**EXERCISE OBJECTIVE:** When the line containing "let (negative, rest)" appears in the data below, begin copying there and stop only after the line containing "if !in_time &&".

**SOURCE DATA:**
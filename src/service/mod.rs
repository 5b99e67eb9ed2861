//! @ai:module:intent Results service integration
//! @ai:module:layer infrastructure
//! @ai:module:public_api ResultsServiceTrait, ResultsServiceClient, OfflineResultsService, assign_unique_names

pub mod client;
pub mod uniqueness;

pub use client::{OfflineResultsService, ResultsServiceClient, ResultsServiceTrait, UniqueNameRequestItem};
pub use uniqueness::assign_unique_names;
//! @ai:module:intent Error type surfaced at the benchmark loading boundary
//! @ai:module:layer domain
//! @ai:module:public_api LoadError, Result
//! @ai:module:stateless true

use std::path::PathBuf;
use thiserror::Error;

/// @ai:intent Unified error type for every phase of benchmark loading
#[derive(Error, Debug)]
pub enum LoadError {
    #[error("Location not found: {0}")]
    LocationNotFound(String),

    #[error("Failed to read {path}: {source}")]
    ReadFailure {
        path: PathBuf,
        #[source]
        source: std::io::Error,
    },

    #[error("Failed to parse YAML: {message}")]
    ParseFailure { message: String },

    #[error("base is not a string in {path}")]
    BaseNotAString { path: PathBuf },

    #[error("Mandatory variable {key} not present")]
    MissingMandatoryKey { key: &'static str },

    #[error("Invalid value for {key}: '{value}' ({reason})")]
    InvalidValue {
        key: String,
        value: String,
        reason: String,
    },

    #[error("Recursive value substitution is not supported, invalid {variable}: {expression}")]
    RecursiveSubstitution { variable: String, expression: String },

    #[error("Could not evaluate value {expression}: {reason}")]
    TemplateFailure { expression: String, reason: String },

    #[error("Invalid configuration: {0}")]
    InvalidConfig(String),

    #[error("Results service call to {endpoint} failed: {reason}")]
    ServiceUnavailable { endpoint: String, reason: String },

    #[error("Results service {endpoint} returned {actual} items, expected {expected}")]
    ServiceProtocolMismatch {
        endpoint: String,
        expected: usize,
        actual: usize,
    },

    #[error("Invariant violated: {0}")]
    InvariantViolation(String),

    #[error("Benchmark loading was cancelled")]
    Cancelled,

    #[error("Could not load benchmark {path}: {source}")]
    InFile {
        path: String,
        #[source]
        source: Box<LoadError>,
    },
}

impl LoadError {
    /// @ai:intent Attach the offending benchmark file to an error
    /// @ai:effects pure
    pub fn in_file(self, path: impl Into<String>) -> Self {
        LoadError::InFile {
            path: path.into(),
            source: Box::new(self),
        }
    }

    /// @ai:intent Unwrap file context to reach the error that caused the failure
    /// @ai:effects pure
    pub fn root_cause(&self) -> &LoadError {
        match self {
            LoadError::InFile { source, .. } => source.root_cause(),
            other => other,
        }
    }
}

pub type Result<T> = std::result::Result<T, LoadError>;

...

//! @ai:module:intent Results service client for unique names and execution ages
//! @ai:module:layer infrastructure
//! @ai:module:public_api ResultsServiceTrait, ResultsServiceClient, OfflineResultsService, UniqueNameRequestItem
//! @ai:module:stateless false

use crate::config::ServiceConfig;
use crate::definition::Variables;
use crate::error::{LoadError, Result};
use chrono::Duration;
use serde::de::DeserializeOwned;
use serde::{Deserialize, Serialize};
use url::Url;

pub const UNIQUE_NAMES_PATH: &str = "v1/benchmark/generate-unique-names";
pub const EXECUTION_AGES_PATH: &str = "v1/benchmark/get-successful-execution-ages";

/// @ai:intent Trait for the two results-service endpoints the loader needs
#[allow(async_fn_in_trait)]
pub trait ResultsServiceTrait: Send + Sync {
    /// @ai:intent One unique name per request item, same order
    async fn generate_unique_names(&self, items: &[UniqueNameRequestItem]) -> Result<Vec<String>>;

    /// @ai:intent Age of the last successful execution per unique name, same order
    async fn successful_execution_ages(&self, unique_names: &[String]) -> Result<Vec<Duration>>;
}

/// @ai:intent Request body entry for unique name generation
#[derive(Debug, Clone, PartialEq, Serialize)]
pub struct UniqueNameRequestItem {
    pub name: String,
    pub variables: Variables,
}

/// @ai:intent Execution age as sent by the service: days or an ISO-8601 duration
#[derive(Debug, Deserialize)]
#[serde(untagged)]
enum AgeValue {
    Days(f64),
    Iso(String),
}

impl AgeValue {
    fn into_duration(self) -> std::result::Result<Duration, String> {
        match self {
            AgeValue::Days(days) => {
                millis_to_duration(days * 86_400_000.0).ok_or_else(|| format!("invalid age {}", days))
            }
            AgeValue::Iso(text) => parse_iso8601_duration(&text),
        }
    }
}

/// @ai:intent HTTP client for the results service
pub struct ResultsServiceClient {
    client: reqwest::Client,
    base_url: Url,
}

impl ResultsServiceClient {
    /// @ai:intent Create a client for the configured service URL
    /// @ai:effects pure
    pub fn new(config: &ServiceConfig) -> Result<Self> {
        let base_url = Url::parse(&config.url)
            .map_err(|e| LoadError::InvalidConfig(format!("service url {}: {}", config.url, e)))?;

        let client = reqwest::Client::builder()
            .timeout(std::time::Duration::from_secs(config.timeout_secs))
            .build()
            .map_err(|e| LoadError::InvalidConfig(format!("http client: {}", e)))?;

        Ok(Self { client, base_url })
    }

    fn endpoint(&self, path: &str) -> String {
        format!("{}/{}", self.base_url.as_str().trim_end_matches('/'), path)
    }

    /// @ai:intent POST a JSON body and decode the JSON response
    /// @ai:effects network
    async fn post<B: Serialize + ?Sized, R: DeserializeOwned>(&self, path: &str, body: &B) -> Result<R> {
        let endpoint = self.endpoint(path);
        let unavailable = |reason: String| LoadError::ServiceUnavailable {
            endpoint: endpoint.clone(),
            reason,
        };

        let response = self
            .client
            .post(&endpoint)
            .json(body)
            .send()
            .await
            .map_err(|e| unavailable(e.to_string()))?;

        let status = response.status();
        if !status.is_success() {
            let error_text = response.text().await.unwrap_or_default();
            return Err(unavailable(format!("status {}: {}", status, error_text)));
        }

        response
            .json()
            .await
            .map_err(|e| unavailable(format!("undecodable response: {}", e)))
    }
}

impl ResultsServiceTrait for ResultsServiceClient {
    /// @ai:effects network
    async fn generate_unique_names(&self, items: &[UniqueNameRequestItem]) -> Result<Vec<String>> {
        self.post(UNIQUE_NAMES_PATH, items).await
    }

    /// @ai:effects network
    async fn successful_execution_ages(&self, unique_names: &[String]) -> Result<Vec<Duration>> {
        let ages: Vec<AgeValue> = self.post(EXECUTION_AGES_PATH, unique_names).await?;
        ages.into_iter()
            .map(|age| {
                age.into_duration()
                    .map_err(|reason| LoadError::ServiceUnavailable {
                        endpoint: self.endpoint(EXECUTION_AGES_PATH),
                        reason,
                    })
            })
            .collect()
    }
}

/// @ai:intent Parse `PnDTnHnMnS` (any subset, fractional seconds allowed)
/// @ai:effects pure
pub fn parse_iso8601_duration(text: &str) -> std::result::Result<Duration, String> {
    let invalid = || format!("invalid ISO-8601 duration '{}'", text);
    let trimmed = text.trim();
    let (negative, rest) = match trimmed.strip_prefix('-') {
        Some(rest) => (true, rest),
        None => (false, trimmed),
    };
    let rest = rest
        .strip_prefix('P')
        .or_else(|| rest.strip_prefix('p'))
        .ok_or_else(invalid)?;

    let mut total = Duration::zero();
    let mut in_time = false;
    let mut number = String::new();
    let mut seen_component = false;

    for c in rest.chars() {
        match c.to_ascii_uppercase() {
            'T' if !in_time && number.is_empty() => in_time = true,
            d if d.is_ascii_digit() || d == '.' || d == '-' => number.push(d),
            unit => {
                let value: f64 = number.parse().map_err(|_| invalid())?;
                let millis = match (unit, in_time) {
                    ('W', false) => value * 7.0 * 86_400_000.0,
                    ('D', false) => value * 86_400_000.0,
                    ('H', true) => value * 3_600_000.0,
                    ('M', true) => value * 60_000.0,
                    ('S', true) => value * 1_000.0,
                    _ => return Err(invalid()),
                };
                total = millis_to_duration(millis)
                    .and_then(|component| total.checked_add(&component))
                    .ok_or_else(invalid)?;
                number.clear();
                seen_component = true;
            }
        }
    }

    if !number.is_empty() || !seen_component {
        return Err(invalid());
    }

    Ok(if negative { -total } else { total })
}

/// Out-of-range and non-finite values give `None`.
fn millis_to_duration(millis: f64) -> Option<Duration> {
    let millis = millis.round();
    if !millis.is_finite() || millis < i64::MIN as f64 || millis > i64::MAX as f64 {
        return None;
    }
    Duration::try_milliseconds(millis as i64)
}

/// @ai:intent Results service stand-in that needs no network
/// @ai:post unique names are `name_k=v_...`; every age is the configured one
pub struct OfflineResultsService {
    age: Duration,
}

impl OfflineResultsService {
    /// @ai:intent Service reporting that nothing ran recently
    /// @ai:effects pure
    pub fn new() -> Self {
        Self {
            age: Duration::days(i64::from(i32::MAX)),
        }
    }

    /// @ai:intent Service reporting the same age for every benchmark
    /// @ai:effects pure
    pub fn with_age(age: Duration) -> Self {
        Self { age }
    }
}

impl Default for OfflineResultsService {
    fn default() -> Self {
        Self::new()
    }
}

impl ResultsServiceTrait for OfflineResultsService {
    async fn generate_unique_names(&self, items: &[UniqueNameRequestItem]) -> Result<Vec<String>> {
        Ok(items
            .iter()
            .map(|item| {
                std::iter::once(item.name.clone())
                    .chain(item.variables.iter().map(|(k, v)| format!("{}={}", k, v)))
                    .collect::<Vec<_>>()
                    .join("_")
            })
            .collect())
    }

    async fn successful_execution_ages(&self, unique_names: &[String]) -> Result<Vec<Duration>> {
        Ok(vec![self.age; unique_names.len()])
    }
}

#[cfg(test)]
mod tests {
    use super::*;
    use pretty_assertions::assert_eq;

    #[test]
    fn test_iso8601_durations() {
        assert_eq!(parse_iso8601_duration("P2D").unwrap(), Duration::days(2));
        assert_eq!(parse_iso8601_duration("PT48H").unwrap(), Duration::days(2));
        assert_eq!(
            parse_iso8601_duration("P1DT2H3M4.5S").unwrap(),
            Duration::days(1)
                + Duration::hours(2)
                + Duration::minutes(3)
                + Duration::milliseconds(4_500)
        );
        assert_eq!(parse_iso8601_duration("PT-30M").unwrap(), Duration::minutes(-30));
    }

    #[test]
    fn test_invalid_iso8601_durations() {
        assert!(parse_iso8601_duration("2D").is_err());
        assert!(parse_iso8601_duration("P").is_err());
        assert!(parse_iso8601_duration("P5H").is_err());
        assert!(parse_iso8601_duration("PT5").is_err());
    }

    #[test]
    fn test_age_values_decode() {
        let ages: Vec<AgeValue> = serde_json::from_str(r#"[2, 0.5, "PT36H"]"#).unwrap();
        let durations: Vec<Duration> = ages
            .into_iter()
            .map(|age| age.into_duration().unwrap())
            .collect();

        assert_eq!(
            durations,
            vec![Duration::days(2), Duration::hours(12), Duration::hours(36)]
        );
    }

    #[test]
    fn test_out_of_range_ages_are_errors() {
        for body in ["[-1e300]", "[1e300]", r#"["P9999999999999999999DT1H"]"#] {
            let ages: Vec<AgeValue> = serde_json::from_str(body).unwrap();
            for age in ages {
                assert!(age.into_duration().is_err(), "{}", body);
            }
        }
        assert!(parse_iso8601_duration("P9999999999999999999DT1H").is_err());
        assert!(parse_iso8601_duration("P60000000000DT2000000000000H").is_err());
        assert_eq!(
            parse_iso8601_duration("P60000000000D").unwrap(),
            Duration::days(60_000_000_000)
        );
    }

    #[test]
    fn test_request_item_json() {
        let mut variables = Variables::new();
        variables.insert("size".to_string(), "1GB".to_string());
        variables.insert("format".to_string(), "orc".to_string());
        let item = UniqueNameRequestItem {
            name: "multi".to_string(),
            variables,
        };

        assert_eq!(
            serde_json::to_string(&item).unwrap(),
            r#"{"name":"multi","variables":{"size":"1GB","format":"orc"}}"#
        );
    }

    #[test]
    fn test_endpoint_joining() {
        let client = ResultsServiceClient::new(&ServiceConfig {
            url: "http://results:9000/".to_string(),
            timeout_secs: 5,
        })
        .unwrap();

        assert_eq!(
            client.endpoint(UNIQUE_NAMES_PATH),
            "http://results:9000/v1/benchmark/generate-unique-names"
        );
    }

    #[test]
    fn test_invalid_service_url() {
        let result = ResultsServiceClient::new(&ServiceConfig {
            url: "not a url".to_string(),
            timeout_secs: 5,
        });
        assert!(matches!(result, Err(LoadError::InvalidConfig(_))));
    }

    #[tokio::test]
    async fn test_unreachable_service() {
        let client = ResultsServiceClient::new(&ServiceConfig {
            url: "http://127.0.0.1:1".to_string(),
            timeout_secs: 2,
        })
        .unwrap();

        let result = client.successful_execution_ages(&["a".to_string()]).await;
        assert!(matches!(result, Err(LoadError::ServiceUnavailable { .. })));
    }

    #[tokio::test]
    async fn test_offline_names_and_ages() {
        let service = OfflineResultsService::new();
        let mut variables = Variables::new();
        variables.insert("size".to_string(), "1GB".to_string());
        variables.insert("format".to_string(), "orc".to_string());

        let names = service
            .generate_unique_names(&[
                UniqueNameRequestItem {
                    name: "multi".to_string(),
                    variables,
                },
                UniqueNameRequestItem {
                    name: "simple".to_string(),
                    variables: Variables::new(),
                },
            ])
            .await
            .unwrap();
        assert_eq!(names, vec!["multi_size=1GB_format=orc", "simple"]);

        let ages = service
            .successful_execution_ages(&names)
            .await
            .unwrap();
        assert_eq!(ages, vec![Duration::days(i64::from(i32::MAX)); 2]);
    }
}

**SOLUTION TO THIS TASK:**
    let (negative, rest) = match trimmed.strip_prefix('-') {
        Some(rest) => (true, rest),
        None => (false, trimmed),
    };
    let rest = rest
        .strip_prefix('P')
        .or_else(|| rest.strip_prefix('p'))
        .ok_or_else(invalid)?;

    let mut total = Duration::zero();
    let mut in_time = false;
    let mut number = String::new();
    let mut seen_component = false;

    for c in rest.chars() {
        match c.to_ascii_uppercase() {
            'T' if !in_time && number.is_empty() => in_time = true,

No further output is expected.